EXERCISE MATERIALS section start
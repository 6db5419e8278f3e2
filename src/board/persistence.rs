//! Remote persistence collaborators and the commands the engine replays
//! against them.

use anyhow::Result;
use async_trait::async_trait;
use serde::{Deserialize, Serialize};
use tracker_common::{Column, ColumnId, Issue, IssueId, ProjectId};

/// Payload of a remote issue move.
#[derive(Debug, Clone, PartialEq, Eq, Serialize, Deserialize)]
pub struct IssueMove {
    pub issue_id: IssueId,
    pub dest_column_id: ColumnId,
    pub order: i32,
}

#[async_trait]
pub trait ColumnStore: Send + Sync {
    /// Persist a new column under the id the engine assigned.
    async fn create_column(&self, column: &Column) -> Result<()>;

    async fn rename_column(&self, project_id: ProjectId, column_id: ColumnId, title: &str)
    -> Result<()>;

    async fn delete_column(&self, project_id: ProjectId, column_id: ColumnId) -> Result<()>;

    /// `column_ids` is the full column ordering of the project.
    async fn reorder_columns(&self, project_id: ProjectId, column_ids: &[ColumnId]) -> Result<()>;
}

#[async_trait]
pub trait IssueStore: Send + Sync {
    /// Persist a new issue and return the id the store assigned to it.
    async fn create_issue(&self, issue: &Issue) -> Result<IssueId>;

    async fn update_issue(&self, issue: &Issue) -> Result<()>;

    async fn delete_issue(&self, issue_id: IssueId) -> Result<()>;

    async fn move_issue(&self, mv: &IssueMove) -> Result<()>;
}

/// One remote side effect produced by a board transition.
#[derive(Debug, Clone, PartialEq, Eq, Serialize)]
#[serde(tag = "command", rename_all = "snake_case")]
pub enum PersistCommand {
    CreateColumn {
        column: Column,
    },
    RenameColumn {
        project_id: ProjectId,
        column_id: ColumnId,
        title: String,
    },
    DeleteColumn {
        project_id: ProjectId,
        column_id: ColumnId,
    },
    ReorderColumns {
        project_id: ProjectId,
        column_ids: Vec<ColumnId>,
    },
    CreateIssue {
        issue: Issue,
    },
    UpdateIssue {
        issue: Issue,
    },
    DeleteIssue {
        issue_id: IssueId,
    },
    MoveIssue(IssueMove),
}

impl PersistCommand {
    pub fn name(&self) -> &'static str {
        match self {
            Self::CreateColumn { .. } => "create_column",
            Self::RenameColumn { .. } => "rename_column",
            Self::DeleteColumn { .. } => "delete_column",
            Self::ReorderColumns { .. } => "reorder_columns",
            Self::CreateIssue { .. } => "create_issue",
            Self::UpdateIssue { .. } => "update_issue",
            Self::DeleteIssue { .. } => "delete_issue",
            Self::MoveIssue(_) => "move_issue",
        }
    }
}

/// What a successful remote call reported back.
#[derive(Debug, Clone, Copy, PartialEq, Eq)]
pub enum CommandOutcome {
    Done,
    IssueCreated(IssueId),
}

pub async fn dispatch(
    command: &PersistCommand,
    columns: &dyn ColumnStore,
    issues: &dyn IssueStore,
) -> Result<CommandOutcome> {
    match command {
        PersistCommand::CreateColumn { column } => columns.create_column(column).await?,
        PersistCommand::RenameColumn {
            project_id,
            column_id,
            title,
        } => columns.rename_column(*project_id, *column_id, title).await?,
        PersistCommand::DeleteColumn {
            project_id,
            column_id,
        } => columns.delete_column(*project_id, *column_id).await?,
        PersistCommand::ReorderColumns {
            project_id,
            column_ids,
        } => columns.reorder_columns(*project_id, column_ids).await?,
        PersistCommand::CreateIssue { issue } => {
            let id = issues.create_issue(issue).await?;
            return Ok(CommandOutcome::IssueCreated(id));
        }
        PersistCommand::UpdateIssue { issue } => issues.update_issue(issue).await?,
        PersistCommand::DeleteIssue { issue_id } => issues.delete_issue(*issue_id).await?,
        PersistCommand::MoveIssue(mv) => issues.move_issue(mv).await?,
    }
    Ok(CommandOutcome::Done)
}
EXERCISE MATERIALS section end
EXERCISE MATERIALS section start
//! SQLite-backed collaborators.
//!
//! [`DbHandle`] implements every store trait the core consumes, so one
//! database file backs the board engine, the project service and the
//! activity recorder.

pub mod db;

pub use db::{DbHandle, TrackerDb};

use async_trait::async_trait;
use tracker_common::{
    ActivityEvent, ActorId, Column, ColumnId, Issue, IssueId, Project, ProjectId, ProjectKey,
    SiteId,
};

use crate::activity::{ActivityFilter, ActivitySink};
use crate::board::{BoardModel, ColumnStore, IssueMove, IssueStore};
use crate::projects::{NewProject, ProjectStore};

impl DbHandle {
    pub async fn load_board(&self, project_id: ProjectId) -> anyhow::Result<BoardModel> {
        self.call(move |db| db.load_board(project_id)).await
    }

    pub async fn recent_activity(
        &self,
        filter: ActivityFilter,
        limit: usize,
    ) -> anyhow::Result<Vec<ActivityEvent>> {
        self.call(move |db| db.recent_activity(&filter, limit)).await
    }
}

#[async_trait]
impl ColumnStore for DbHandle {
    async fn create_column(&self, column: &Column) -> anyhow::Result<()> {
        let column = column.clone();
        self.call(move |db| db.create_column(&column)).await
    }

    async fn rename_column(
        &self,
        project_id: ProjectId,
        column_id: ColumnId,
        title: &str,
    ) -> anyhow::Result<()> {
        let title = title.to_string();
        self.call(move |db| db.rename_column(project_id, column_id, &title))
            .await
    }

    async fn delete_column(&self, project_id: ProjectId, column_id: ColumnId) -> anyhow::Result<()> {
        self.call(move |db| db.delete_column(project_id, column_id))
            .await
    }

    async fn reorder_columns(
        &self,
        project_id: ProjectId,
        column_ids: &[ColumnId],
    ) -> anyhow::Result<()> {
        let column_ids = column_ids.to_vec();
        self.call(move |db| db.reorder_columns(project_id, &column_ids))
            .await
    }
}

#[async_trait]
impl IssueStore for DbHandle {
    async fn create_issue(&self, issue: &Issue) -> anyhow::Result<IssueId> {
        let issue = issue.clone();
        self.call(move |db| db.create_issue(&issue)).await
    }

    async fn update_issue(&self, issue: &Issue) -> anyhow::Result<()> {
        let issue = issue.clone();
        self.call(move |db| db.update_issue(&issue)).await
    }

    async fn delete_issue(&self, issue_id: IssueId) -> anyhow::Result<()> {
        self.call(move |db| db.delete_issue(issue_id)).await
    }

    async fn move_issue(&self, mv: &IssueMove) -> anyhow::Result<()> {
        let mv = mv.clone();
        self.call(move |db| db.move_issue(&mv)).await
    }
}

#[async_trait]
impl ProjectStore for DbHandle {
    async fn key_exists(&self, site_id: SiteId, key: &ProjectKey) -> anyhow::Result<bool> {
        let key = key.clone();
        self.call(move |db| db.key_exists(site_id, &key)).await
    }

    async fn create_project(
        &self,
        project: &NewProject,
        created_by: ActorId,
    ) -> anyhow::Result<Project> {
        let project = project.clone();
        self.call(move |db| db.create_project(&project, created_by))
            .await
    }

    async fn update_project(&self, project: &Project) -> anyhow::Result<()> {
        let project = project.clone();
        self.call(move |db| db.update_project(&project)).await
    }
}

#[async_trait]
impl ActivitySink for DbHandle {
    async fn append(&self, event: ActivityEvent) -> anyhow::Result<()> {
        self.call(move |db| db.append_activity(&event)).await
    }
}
EXERCISE MATERIALS section end
TASK GOAL :: Report every line in the data above in which the word "Serialize" appears.

TASK RESULT ::
use serde::{Deserialize, Serialize};
#[derive(Debug, Clone, PartialEq, Eq, Serialize, Deserialize)]
#[derive(Debug, Clone, PartialEq, Eq, Serialize)]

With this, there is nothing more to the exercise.